I am playing with XCMS v 1.27.4.  I am having an issue with a dataset that I started working with.  If i use the matchedFilter peak detection, the process goes smoothly.  If I use the centWave method:

xset3<- xcmsSet(dataset, method = "centWave", ppm=25, peakwidth=c(2,40), snthresh=2, integrate=2, mzdiff=0.1, fitgauss=FALSE, verbose.columns=TRUE)

I receive an error message that :

"
11-07-18_test_005501:
 Detecting mass traces at 25 ppm ...
 % finished: 0 10 20 30 40 50 60 Error in .local(object, ...) :
  m/z sort assumption violated ! (scan 670, p 129, current 170.1777 (I=5.06), last 170.1777)
In addition: Warning messages:
1: closing unused connection 6 (<-PMFLAB-04.cvmbs.ColoState.EDU:10187)
2: closing unused connection 5 (<-PMFLAB-04.cvmbs.ColoState.EDU:10187)
3: closing unused connection 4 (<-PMFLAB-04.cvmbs.ColoState.EDU:10187)
4: closing unused connection 3 (<-PMFLAB-04.cvmbs.ColoState.EDU:10187)
"
where 11-07-18_test_005501 is the problem filename.  When I use the nSlaves option, I end up with,  this message

"
Error in checkForRemoteErrors(val) :
  5 nodes produced errors; first error: m/z sort assumption violated ! (scan 670, p 129, current 170.1777 (I=5.06), last 170.1777)
"

and :
> traceback()
4: stop(count, " nodes produced errors; first error: ", firstmsg)
3: checkForRemoteErrors(val)
2: xcmsClusterApply(cl = snowclust, x = argList, fun = findPeaksPar)
1: xcmsSet(dataset, nSlaves = 4, method = "centWave", ppm = 25,
      peakwidth = c(2, 40), snthresh = 2, integrate = 2, mzdiff = 0.1,
      fitgauss = FALSE, verbose.columns = TRUE)

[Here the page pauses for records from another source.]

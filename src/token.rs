//! Bearer token issuing and verification (HS256 JWT).

use crate::config::AuthConfig;
use crate::error::AuthError;
use crate::models::{AccessTokenClaims, User};

use chrono::{Duration, Utc};
use jsonwebtoken::{decode, encode, DecodingKey, EncodingKey, Header, Validation};
use uuid::Uuid;

/// Signs and verifies bearer tokens
#[derive(Clone)]
pub struct TokenIssuer {
    issuer: String,
    expiration: i64,
    header: Header,
    encoding_key: EncodingKey,
    decoding_key: DecodingKey,
}

impl TokenIssuer {
    pub fn new(config: &AuthConfig) -> Self {
        Self {
            issuer: config.jwt_issuer.clone(),
            expiration: config.token_expiration,
            header: Header::default(),
            encoding_key: EncodingKey::from_secret(config.jwt_secret.as_bytes()),
            decoding_key: DecodingKey::from_secret(config.jwt_secret.as_bytes()),
        }
    }

    /// Generate a bearer token for a user
    pub fn issue(&self, user: &User) -> Result<String, AuthError> {
        let now = Utc::now();
        let exp = now + Duration::seconds(self.expiration);

        let claims = AccessTokenClaims {
            sub: user.email.clone(),
            name: user.name.clone(),
            iat: now.timestamp(),
            exp: exp.timestamp(),
            iss: self.issuer.clone(),
            jti: Uuid::new_v4(),
        };

        encode(&self.header, &claims, &self.encoding_key).map_err(|e| {
            tracing::error!("Failed to sign bearer token: {:?}", e);
            AuthError::Internal
        })
    }

    /// Validate a bearer token and return its claims
    pub fn verify(&self, token: &str) -> Result<AccessTokenClaims, AuthError> {
        let mut validation = Validation::default();
        validation.set_issuer(&[&self.issuer]);

        let token_data = decode::<AccessTokenClaims>(token, &self.decoding_key, &validation)?;

        Ok(token_data.claims)
    }
}
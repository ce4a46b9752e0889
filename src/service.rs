//! Authentication Service
//!
//! Core authentication logic: password hashing, account creation,
//! credential checks and the password reset flow. Persistence, mail
//! delivery and token signing are injected through the constructor.

use crate::config::AuthConfig;
use crate::error::AuthError;
use crate::mail::{reset_email_body, EmailNotifier, RESET_EMAIL_SUBJECT};
use crate::models::*;
use crate::store::{ResetTokenStore, UserStore};
use crate::token::TokenIssuer;

use argon2::{
    password_hash::{rand_core::OsRng, PasswordHash, PasswordHasher, PasswordVerifier, SaltString},
    Argon2, Params,
};
use chrono::{Duration, Utc};
use rand::Rng;
use std::sync::Arc;

/// Authentication service
pub struct AuthService {
    config: AuthConfig,
    users: Arc<dyn UserStore>,
    reset_tokens: Arc<dyn ResetTokenStore>,
    notifier: Arc<dyn EmailNotifier>,
    tokens: TokenIssuer,
}

impl AuthService {
    /// Create a new authentication service
    pub fn new(
        config: AuthConfig,
        users: Arc<dyn UserStore>,
        reset_tokens: Arc<dyn ResetTokenStore>,
        notifier: Arc<dyn EmailNotifier>,
    ) -> Self {
        let tokens = TokenIssuer::new(&config);

        Self {
            config,
            users,
            reset_tokens,
            notifier,
            tokens,
        }
    }

    /// Get reference to config
    pub fn config(&self) -> &AuthConfig {
        &self.config
    }

    /// Get reference to the token issuer
    pub fn tokens(&self) -> &TokenIssuer {
        &self.tokens
    }

    // ============================================
    // Password Hashing
    // ============================================

    fn argon2(&self) -> Result<Argon2<'static>, AuthError> {
        let params = Params::new(
            self.config.argon2_memory_cost,
            self.config.argon2_time_cost,
            self.config.argon2_parallelism,
            None,
        )
        .map_err(|e| {
            tracing::error!("Invalid Argon2 parameters: {}", e);
            AuthError::Internal
        })?;

        Ok(Argon2::new(
            argon2::Algorithm::Argon2id,
            argon2::Version::V0x13,
            params,
        ))
    }

    /// Hash a password using Argon2id
    pub fn hash_password(&self, password: &str) -> Result<String, AuthError> {
        let salt = SaltString::generate(&mut OsRng);

        let hash = self
            .argon2()?
            .hash_password(password.as_bytes(), &salt)?
            .to_string();

        Ok(hash)
    }

    /// Verify a password against a hash
    pub fn verify_password(&self, password: &str, hash: &str) -> Result<bool, AuthError> {
        let parsed_hash = PasswordHash::new(hash).map_err(|_| AuthError::Internal)?;

        Ok(self
            .argon2()?
            .verify_password(password.as_bytes(), &parsed_hash)
            .is_ok())
    }

    // ============================================
    // Login / Registration
    // ============================================

    /// Check credentials and issue a bearer token
    pub async fn login(&self, req: LoginRequest) -> Result<LoginResponse, AuthError> {
        let user = self
            .users
            .find_by_email(&req.email)
            .await?
            .ok_or(AuthError::UserNotFound)?;

        if !self.verify_password(&req.password, &user.password_hash)? {
            tracing::warn!(email = %user.email, "Login rejected");
            return Err(AuthError::InvalidCredentials);
        }

        let token = self.tokens.issue(&user)?;

        Ok(LoginResponse {
            name: user.name,
            token,
        })
    }

    /// Create an account and log it in
    pub async fn register(&self, req: RegisterRequest) -> Result<LoginResponse, AuthError> {
        if req.password != req.confirm_password {
            return Err(AuthError::PasswordMismatch);
        }

        if self.users.find_by_email(&req.email).await?.is_some() {
            return Err(AuthError::EmailExists);
        }

        let password_hash = self.hash_password(&req.password)?;
        let user = User::new(req.email, req.name, password_hash);

        self.users.insert(&user).await?;

        tracing::info!(user_id = %user.id, "User registered");

        let token = self.tokens.issue(&user)?;

        Ok(LoginResponse {
            name: user.name,
            token,
        })
    }

    // ============================================
    // Password Reset
    // ============================================

    /// Issue a reset token and mail the reset link to the account owner
    pub async fn forgot_password(&self, email: &str) -> Result<String, AuthError> {
        let user = self
            .users
            .find_by_email(email)
            .await?
            .ok_or(AuthError::EmailNotFound)?;

        let token = generate_reset_token();

        // At most one live token per email
        let superseded = self.reset_tokens.delete_by_email(email).await?;
        if superseded > 0 {
            tracing::debug!(email = %email, superseded, "Replaced pending reset tokens");
        }

        let expires_at = Utc::now() + Duration::seconds(self.config.password_reset_expiration);
        self.reset_tokens
            .insert(&PasswordResetToken::new(token.clone(), email, expires_at))
            .await?;

        let reset_link = format!("{}?token={}", self.config.reset_password_url, token);
        let body = reset_email_body(
            &user.name,
            &reset_link,
            self.config.reset_expiration_minutes(),
        );

        self.notifier
            .send(email, RESET_EMAIL_SUBJECT, &body)
            .await?;

        tracing::info!(user_id = %user.id, "Password reset requested");

        Ok(format!("Password reset e-mail sent to: {}", email))
    }

    /// Complete password reset with a previously mailed token
    pub async fn reset_password(&self, req: ResetPasswordRequest) -> Result<String, AuthError> {
        if req.new_password != req.confirm_new_password {
            return Err(AuthError::PasswordMismatch);
        }

        let reset_token = self
            .reset_tokens
            .find_by_token(&req.token)
            .await?
            .ok_or(AuthError::InvalidToken)?;

        // Expired tokens stay in place until superseded
        if reset_token.is_expired() {
            return Err(AuthError::ExpiredToken);
        }

        let user = self
            .users
            .find_by_email(&reset_token.email)
            .await?
            .ok_or(AuthError::TokenOwnerNotFound)?;

        let password_hash = self.hash_password(&req.new_password)?;
        self.users
            .update_password(&user.email, &password_hash)
            .await
            .map_err(|e| match e {
                AuthError::UserNotFound => AuthError::TokenOwnerNotFound,
                other => other,
            })?;

        self.reset_tokens.delete(reset_token.id).await?;

        tracing::info!(user_id = %user.id, "Password reset completed");

        Ok("Password reset complete!".to_string())
    }
}

/// Opaque reset token: 32 random bytes, hex encoded
fn generate_reset_token() -> String {
    use std::fmt::Write;

    let token_bytes: [u8; 32] = rand::thread_rng().gen();
    token_bytes
        .iter()
        .fold(String::with_capacity(64), |mut out, byte| {
            let _ = write!(out, "{:02x}", byte);
            out
        })
}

So apparently there are something about a few of these files that centWave does not like, but matchedFilter is OK with.  These are cdf files produced by Markerlynx DataBridge from waters raw files.  I am using R 3.13.1.  Anyone seen this issue previously?

Thanks

Re: CentWave error

Reply #1
Yes, this issue with corrupt data files has been seen before.

You can also use OpenMS'
FileInfo -c -in mydata.mzXML
to verify the file integrity.

Try to re-convert and/or report the problem to the vendor.

The only known work-around is to read the files into XCMS using xcmsRaw and write with the
 write.mzdata function, the bad scans will be automatically fixed when writing the mzData files.

PS: Not sure, but OpenMS' FileConverter might also be able to fix the files.

Re: CentWave error

Reply #2
So the matchedFilter method is insensitive to this issue while centWave is?

Re: CentWave error

Reply #3
matchedFilter generates the profile matrix from the raw data and detects peaks from the binned data.
It simply doesn't check for this type of problem. However, the effects have not been studied.

centWave's ROI algorithm works directly on the raw data and does a number of checks to ensure raw data integrity.

You can use XCMS or OpenMS to fix these files.

Re: CentWave error

Reply #4
Thanks Ralf,

I was just hoping to avoid having to convert to yet another format.  MassLynx databridge doesn't covert to mzXML, so I now have another step and another (roughly) doubling of hardrive space for each dataset.  I will try it though.


Re: CentWave error

Reply #6
Ralf,

When using xcmsRaw(), does the profstep value influence the mass accuracy of the raw data?  For example:

xr <- xcmsRaw("test.CDF", profstep=0.01)
write.mzdata(xr, file="test.mzData")

Will the native mass values be preserved better or worse using the a profstep value of 0.01 vs 0.5?  Can I use this if I want to preserve the accurate mass data?  Thanks again

Re: CentWave error

Reply #7
It will not affect the raw data (and its mass accuracy) in this example.
The xcmsRaw object always contains the complete, unmodified raw data.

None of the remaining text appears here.